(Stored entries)
use std::collections::HashMap;

use crate::animation::progress::ValueStream;
use crate::engine::root::AnimationRoot;
use crate::foundation::error::{FliplineError, FliplineResult};
use crate::projection::instance::SharedLayout;
use crate::projection::node::NodeId;
use crate::scenario::model::{NodeSpec, Scenario, Step};
use crate::scheduler::driver::ManualDriver;
use crate::scheduler::frame::ManualTick;
use crate::scheduler::frameloop::TimingMode;

#[derive(Clone, Debug, PartialEq, serde::Serialize)]
pub struct ReplayUpdate {
    pub node: String,
    pub transform: String,
    pub accelerated: bool,
    #[serde(skip_serializing_if = "Option::is_none")]
    pub border_radius: Option<String>,
}

#[derive(Clone, Debug, PartialEq, serde::Serialize)]
pub struct ReplayFrame {
    pub frame: u64,
    pub timestamp: f64,
    pub updates: Vec<ReplayUpdate>,
}

#[derive(Clone, Debug, Default, PartialEq, serde::Serialize)]
pub struct ReplayReport {
    pub frames: Vec<ReplayFrame>,
    /// Callback faults recorded while replaying, formatted.
    pub faults: Vec<String>,
}

impl ReplayReport {
    /// Frames that wrote at least one transform.
    pub fn changed_frames(&self) -> impl Iterator<Item = &ReplayFrame> {
        self.frames.iter().filter(|f| !f.updates.is_empty())
    }

    /// Every transform written to `node`, in frame order.
    pub fn transforms_for<'a>(&'a self, node: &'a str) -> impl Iterator<Item = &'a str> + 'a {
        self.frames
            .iter()
            .flat_map(|f| f.updates.iter())
            .filter(move |u| u.node == node)
            .map(|u| u.transform.as_str())
    }
}

/// Replay `scenario` on a manually ticked root.
///
/// `frames` overrides the scenario's frame count; steps past the end are ignored.
#[tracing::instrument(skip(scenario), fields(nodes = scenario.nodes.len(), steps = scenario.steps.len()))]
pub fn replay(scenario: &Scenario, frames: Option<u64>) -> FliplineResult<ReplayReport> {
    scenario.validate()?;
    let mut config = scenario.config;
    config.scheduler.timing = TimingMode::Manual;
    let (driver, _clock) = ManualDriver::new();
    let mut replayer = Replayer {
        root: AnimationRoot::with_driver(config, Box::new(driver))?,
        live: HashMap::new(),
        names: HashMap::new(),
        frame_ms: scenario.frame_ms(),
    };

    for decl in &scenario.nodes {
        replayer.mount(decl)?;
    }

    let total = frames.unwrap_or(scenario.frames);
    let mut steps = scenario.steps.iter().peekable();
    let mut report = ReplayReport::default();
    for frame in 0..total {
        while let Some(step) = steps.next_if(|s| s.frame == frame) {
            replayer.apply(step)?;
        }
        let data = replayer
            .root
            .render_frame(ManualTick::frame(frame as f64).with_fps(scenario.fps))?;
        let updates = replayer
            .root
            .take_updates()
            .into_iter()
            .map(|u| ReplayUpdate {
                node: replayer.name(u.node),
                transform: u.transform,
                accelerated: u.accelerated,
                border_radius: u.border_radius,
            })
            .collect();
        report.frames.push(ReplayFrame {
            frame,
            timestamp: data.timestamp,
            updates,
        });
    }

    report.faults = replayer
        .root
        .take_faults()
        .into_iter()
        .map(|f| format!("{} @ {}ms: {}", f.phase, f.timestamp, f.message))
        .collect();
    if !report.faults.is_empty() {
        tracing::warn!(faults = report.faults.len(), "replay recorded callback faults");
    }
    Ok(report)
}

struct Replayer {
    root: AnimationRoot,
    live: HashMap<String, (NodeId, SharedLayout)>,
    names: HashMap<NodeId, String>,
    frame_ms: f64,
}

impl Replayer {
    fn lookup(&self, name: &str) -> FliplineResult<&(NodeId, SharedLayout)> {
        self.live
            .get(name)
            .ok_or_else(|| FliplineError::validation(format!("unknown node '{name}'")))
    }

    fn name(&self, id: NodeId) -> String {
        self.names
            .get(&id)
            .cloned()
            .unwrap_or_else(|| format!("{id:?}"))
    }

    fn mount(&mut self, decl: &NodeSpec) -> FliplineResult<()> {
        if self.live.contains_key(&decl.id) {
            return Err(FliplineError::validation(format!(
                "node '{}' is already mounted",
                decl.id
            )));
        }
        let parent = match &decl.parent {
            Some(name) => Some(self.lookup(name)?.0),
            None => None,
        };
        let id = self.root.create_node(parent, decl.options.clone())?;
        let layout = SharedLayout::new(decl.layout);
        self.root.mount(id, layout.clone())?;
        if let Some(values) = &decl.progress {
            self.root
                .set_progress_source(id, ValueStream::new(values.clone(), self.frame_ms))?;
        }
        self.live.insert(decl.id.clone(), (id, layout));
        self.names.insert(id, decl.id.clone());
        Ok(())
    }

    fn apply(&mut self, step: &Step) -> FliplineResult<()> {
        tracing::debug!(frame = step.frame, "applying scenario step");
        let roots = self.root.tree().roots().to_vec();
        for root in &roots {
            self.root.will_update(*root)?;
        }

        for name in &step.exit {
            let id = self.lookup(name)?.0;
            self.root.set_present(id, false)?;
        }
        for (name, layout) in &step.layout {
            self.lookup(name)?.1.set(*layout);
        }
        for (name, options) in &step.options {
            let id = self.lookup(name)?.0;
            self.root.set_options(id, options.clone())?;
        }
        for (name, values) in &step.progress {
            let id = self.lookup(name)?.0;
            self.root
                .set_progress_source(id, ValueStream::new(values.clone(), self.frame_ms))?;
        }
        for name in &step.unmount {
            let id = self.lookup(name)?.0;
            self.root.unmount(id)?;
            let tree = self.root.tree();
            self.live.retain(|_, (n, _)| tree.contains(*n));
            self.names.retain(|n, _| tree.contains(*n));
        }
        for decl in &step.mount {
            self.mount(decl)?;
        }

        for root in &roots {
            if self.root.tree().contains(*root) {
                self.root.did_update(*root)?;
            }
        }
        Ok(())
    }
}

#[cfg(test)]
#[path = "../../tests/unit/scenario/replay.rs"]
mod tests;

(Required action) Copy each line of the data that contains the word "names".

(Answer for the task)
        names: HashMap::new(),
    names: HashMap<NodeId, String>,
        self.names
        self.names.insert(id, decl.id.clone());
            self.names.retain(|n, _| tree.contains(*n));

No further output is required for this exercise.